The corpus for this assignment is composed of twelve letters that Louis Pasteur1 sent to his family while he was a student at the Collège de Besançon in France from 1840 to 1842. The twelve letters are specifically from January 1840 to June 1841. They are only the letters sent out by Pasteur, thus this is a corpus of outgoing correspondance which gives a partial insight into the epistolary exchaned Pasteur had with his family. Nonetheless, this gives a very original insight into Pasteurs life, in our case as a student, his worries, his achievments, and all the little daily things that could happen in someones life in the 19th century.
For Historians of Science,Technology and Medicine the analysis of such a corpus has multiple utilities. Annotation and Name Entity Recognition can facilitate the identification of certain relationships, scientific collaboratoin for example. It can also give insight into Pasteur's scientific evolution over time.
For Biographers, the correpondance gives insights into more a personal aspects of Pasteur's life such as relationships, worries, challenges etc. The analysis makes it possible to identify key events or relationships and the letters can be contextualized in a broader historical framework.

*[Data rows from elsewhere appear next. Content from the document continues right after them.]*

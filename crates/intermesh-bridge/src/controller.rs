//! [`BridgeController`] – per-platform gatekeeper in front of an adapter.
//!
//! | Situation | Outcome |
//! |---|---|
//! | Any tag other than `PLATFORM_REGISTER` before registration | [`RouteError::NotRegistered`] |
//! | `PLATFORM_REGISTER` while registered | [`RouteError::AlreadyRegistered`] |
//! | `OBSERVATION`, `ERROR`, `UNRECOGNIZED` | handled, no response |
//! | Any other known tag | adapter response published on `bridge_ipsmrm_<pid>` |
//!
//! Failures are reported through the [`ErrorReporter`] toward the semantic
//! routing stage; the controller never propagates them to the listener.

use std::sync::atomic::{AtomicBool, Ordering};

use intermesh_middleware::ErrorReporter;
use intermesh_types::{EntityKind, ErrorCode, MessageEnvelope, MessageType, RouteError};
use tracing::{debug, error};

use crate::adapter::{BridgeAdapter, BridgePublisher};

pub struct BridgeController {
    adapter: Box<dyn BridgeAdapter>,
    publisher: BridgePublisher,
    reporter: ErrorReporter,
    registered: AtomicBool,
}

impl BridgeController {
    pub fn new(adapter: Box<dyn BridgeAdapter>, publisher: BridgePublisher, reporter: ErrorReporter) -> Self {
        Self {
            adapter,
            publisher,
            reporter,
            registered: AtomicBool::new(false),
        }
    }

    pub fn platform_id(&self) -> &str {
        self.publisher.platform_id()
    }

    pub fn is_registered(&self) -> bool {
        self.registered.load(Ordering::SeqCst)
    }

    /// Handle one downstream envelope.
    pub async fn process(&self, msg: MessageEnvelope) {
        debug!(
            platform_id = %self.platform_id(),
            conversation_id = %msg.conversation_id,
            message_types = %msg.describe_types(),
            "bridge received message"
        );
        if let Err(e) = self.try_process(&msg).await {
            error!(
                platform_id = %self.platform_id(),
                message_id = %msg.log_id(),
                error = %e,
                "bridge failed to process message"
            );
            let description = format!(
                "Bridge failed to process message {} of type {} for the platform {}.",
                msg.log_id(),
                msg.describe_types(),
                self.platform_id()
            );
            self.reporter
                .report_with(
                    &msg,
                    &e,
                    ErrorCode::ErrorHandlingReceivedMessage,
                    Some(&description),
                    Some(self.publisher.topic()),
                )
                .await;
        }
    }

    async fn try_process(&self, msg: &MessageEnvelope) -> Result<(), RouteError> {
        let registering = msg.has(MessageType::PlatformRegister);
        let registered = self.is_registered();
        if !registered && !registering {
            return Err(RouteError::not_registered(EntityKind::Platform, self.platform_id()));
        }
        if registered && registering {
            return Err(RouteError::already_registered(EntityKind::Platform, self.platform_id()));
        }

        let response = self.dispatch(msg).await?;
        if let Some(response) = response {
            self.publisher.publish(response).await?;
        }
        Ok(())
    }

    async fn dispatch(&self, msg: &MessageEnvelope) -> Result<Option<MessageEnvelope>, RouteError> {
        let adapter = &self.adapter;
        let response = if msg.has(MessageType::PlatformRegister) {
            let response = adapter.register_platform(msg).await?;
            self.registered.store(true, Ordering::SeqCst);
            response
        } else if msg.has(MessageType::PlatformUpdate) {
            adapter.update_platform(msg).await?
        } else if msg.has(MessageType::PlatformUnregister) {
            let response = adapter.unregister_platform(msg).await?;
            self.registered.store(false, Ordering::SeqCst);
            response
        } else if msg.has(MessageType::Subscribe) {
            adapter.subscribe(msg).await?
        } else if msg.has(MessageType::Unsubscribe) {
            adapter.unsubscribe(msg).await?
        } else if msg.has(MessageType::Query) {
            adapter.query(msg).await?
        } else if msg.has(MessageType::ListDevices) {
            adapter.list_devices(msg).await?
        } else if msg.has(MessageType::PlatformCreateDevice) {
            adapter.platform_create_devices(msg).await?
        } else if msg.has(MessageType::PlatformUpdateDevice) {
            adapter.platform_update_devices(msg).await?
        } else if msg.has(MessageType::PlatformDeleteDevice) {
            adapter.platform_delete_devices(msg).await?
        } else if msg.has(MessageType::Observation) {
            adapter.observe(msg).await?;
            return Ok(None);
        } else if msg.has(MessageType::Actuation) {
            adapter.actuate(msg).await?
        } else if msg.has(MessageType::Error) {
            return Ok(adapter.error(msg).await?);
        } else if msg.has(MessageType::DeviceDiscoveryQuery) {
            MessageEnvelope::response_to(msg)
        } else if msg.has(MessageType::Unrecognized) {
            return Ok(adapter.unrecognized(msg).await?);
        } else {
            return Err(msg.unsupported());
        };
        Ok(Some(response))
    }

    /// Stop the adapter's background work.
    pub async fn shutdown(&self) {
        self.adapter.shutdown().await;
    }
}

On a linguistic level, analyzing such a corpus is a way to gain insight into language evolution or communication style of Louis Pasteur for example. Furthermore if this corpus were to be studied in a comparativ aspect with another scientist of that time, a historical linguist could do an analysis of- and description of- speech community (in this case the 19th century scientific community). Furthermore, cultural and social evolution and its impact on language can be explored for example.
The texts selected are the first year and a half available in the book "Correspondance de Pasteur, 1840-1895. 1 / réunie et annotée par Pasteur Vallery-Radot"2. The four volumes of the book actually cover the years 1840 to 1895, this is mainly why I decided to work on these texts, they have a lot of potential because the further we go in the years, the more the correspondance is diversified. Pasteur corresponds with other scientists and friends, family, lover etc, which could be interesting to investigate. With a larger and more diversified corpus, one could get a very interesting overview of Pasteur's life and his manner of communcating with different people.
The afore mentioned book (the four volumes actually) are available on BnF Gallica which is the digtal library of the French National Library. The books are freely downloadable and have been OCRized. Different format can be downloaded, PDF, TXT, or JPEG. I have decided to download the PDF version and export them into TXT file using Acrobat Reader.
Once I had the complete book in TXT file, I manually extracted the first twelve letters into separate TXT files in order to compose the actual corpus. I did have to check the letters and do some cleaning and procesing since some words did not come out correctly due to special characters or were separated in wierd places.
The corpus is composed of 12 TXT files, each containing one letter. The files are named by the date mentioned by Louis Pasteur on the letters themselves: Year - Month - Day.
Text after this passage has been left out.